Records for the task.
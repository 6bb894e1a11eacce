//! Subscriber installation

use std::str::FromStr;
use std::sync::Once;

use serde::{Deserialize, Serialize};
use tracing_subscriber::{util::SubscriberInitExt, EnvFilter};

/// Output profile for the process-wide subscriber
#[derive(Debug, Clone, Copy, PartialEq, Eq, Default, Serialize, Deserialize)]
#[serde(rename_all = "lowercase")]
pub enum Profile {
    /// Human-readable lines at debug level
    #[default]
    Development,
    /// JSON lines at info level
    Production,
    /// Bare registry; tests install their own capture layer
    Test,
}

impl FromStr for Profile {
    type Err = String;

    fn from_str(s: &str) -> Result<Self, Self::Err> {
        match s.to_ascii_lowercase().as_str() {
            "development" | "dev" => Ok(Profile::Development),
            "production" | "prod" => Ok(Profile::Production),
            "test" => Ok(Profile::Test),
            other => Err(format!("unknown log profile '{}'", other)),
        }
    }
}

static INIT_ONCE: Once = Once::new();

/// Install the global tracing subscriber for `profile`
///
/// Only the first call has any effect. `RUST_LOG` overrides the default
/// filter in the development and production profiles.
pub fn init(profile: Profile) {
    INIT_ONCE.call_once(|| match profile {
        Profile::Development => {
            tracing_subscriber::fmt()
                .with_env_filter(
                    EnvFilter::try_from_default_env()
                        .unwrap_or_else(|_| EnvFilter::new("markbook=debug")),
                )
                .with_writer(std::io::stderr)
                .init();
        }
        Profile::Production => {
            tracing_subscriber::fmt()
                .json()
                .with_env_filter(
                    EnvFilter::try_from_default_env()
                        .unwrap_or_else(|_| EnvFilter::new("markbook=info")),
                )
                .with_writer(std::io::stderr)
                .init();
        }
        Profile::Test => {
            tracing_subscriber::registry().init();
        }
    });
}
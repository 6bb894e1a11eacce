//! Importer for `submissions/<student>/<timestamp>/<files>` archives
//!
//! Files are used in place; there is nothing to extract.

use std::fs;
use std::path::{Path, PathBuf};

use chrono::{DateTime, NaiveDateTime, Utc};
use markbook_core::errors::ImportError;
use markbook_core::{
    ImportWarning, RequiredFileSet, SnapshotSource, StudentSubmission, SubmissionSnapshot,
    WarningKind,
};

use crate::importer::{ImportFormat, Scan, SubmissionImporter};
use crate::layout::{is_hidden, list_files, student_folders, unwrap_single_dir, StudentFolder};

pub const SUBMISSIONS_DIR: &str = "submissions";
pub const TEAMS_FILE: &str = "teams.json";
pub const TIMESTAMP_FORMAT: &str = "%Y-%m-%d %H:%M:%S%.f";

pub struct FolderTimestampImporter {
    required: RequiredFileSet,
}

impl FolderTimestampImporter {
    pub fn new(required: RequiredFileSet) -> Self {
        Self { required }
    }
}

/// Parse a snapshot directory name as a UTC instant
pub fn parse_folder_timestamp(name: &str) -> Option<DateTime<Utc>> {
    NaiveDateTime::parse_from_str(name, TIMESTAMP_FORMAT)
        .ok()
        .map(|naive| naive.and_utc())
}

impl SubmissionImporter for FolderTimestampImporter {
    fn format(&self) -> ImportFormat {
        ImportFormat::FolderTimestamp
    }

    fn scan(&self, unpacked: &Path, _scratch: &Path) -> Result<Scan, ImportError> {
        let top = if unpacked.join(SUBMISSIONS_DIR).is_dir() {
            unpacked.to_path_buf()
        } else {
            unwrap_single_dir(unpacked)
        };

        if top.join(TEAMS_FILE).exists() {
            return Err(ImportError::UnsupportedLayout {
                layout: "team submissions".to_string(),
                detail: format!("{} found at archive top level", TEAMS_FILE),
            });
        }

        let root = top.join(SUBMISSIONS_DIR);
        if !root.is_dir() {
            return Err(ImportError::FormatDiscovery {
                reason: format!("no {} folder found in archive", SUBMISSIONS_DIR),
            });
        }

        let (folders, warnings) = student_folders(&root)?;
        let required = self.required.clone();
        let students = folders
            .into_iter()
            .map(move |folder| import_student(&folder, &required));

        Ok(Scan {
            root,
            warnings,
            students: Box::new(students),
        })
    }
}

fn snapshot_dirs(folder: &Path) -> std::io::Result<Vec<(String, PathBuf)>> {
    let mut dirs = Vec::new();
    for entry in fs::read_dir(folder)? {
        let entry = entry?;
        let name = entry.file_name().to_string_lossy().into_owned();
        if is_hidden(&name) || !entry.file_type()?.is_dir() {
            continue;
        }
        dirs.push((name, entry.path()));
    }
    dirs.sort();
    Ok(dirs)
}

fn import_student(
    folder: &StudentFolder,
    required: &RequiredFileSet,
) -> Result<StudentSubmission, ImportError> {
    let sid = &folder.student_id;
    let mut submission = StudentSubmission::new(sid.clone());
    let dirs = snapshot_dirs(&folder.path)
        .map_err(|e| ImportError::student_io(sid, "list snapshot folders", &e))?;

    for (name, path) in dirs {
        let timestamp =
            parse_folder_timestamp(&name).ok_or_else(|| ImportError::InvalidTimestamp {
                student_id: sid.clone(),
                value: name.clone(),
            })?;

        let mut snapshot = SubmissionSnapshot::new(timestamp, SnapshotSource::Directory(name));
        let files = list_files(&path)
            .map_err(|e| ImportError::student_io(sid, "list snapshot files", &e))?;
        for file in files.into_iter().filter(|f| required.contains(f)) {
            let file_path = path.join(&file);
            snapshot.files.insert(file, file_path);
        }
        submission.snapshots.push(snapshot);
    }

    submission.snapshots.sort_by_key(|s| s.timestamp);
    if submission.snapshots.is_empty() {
        submission.warnings.push(ImportWarning::student(
            sid,
            WarningKind::EmptySubmission,
            "no submission folders",
        ));
    }

    Ok(submission)
}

Aim of the task. All that should appear in the response is the run of lines from the first line of the entries through the line containing "fn from_str(s: &str)", copied exactly.

Answer to this exercise.
repository 6bb894e1a11eacce
//! Subscriber installation

use std::str::FromStr;
use std::sync::Once;

use serde::{Deserialize, Serialize};
use tracing_subscriber::{util::SubscriberInitExt, EnvFilter};

/// Output profile for the process-wide subscriber
#[derive(Debug, Clone, Copy, PartialEq, Eq, Default, Serialize, Deserialize)]
#[serde(rename_all = "lowercase")]
pub enum Profile {
    /// Human-readable lines at debug level
    #[default]
    Development,
    /// JSON lines at info level
    Production,
    /// Bare registry; tests install their own capture layer
    Test,
}

impl FromStr for Profile {
    type Err = String;

    fn from_str(s: &str) -> Result<Self, Self::Err> {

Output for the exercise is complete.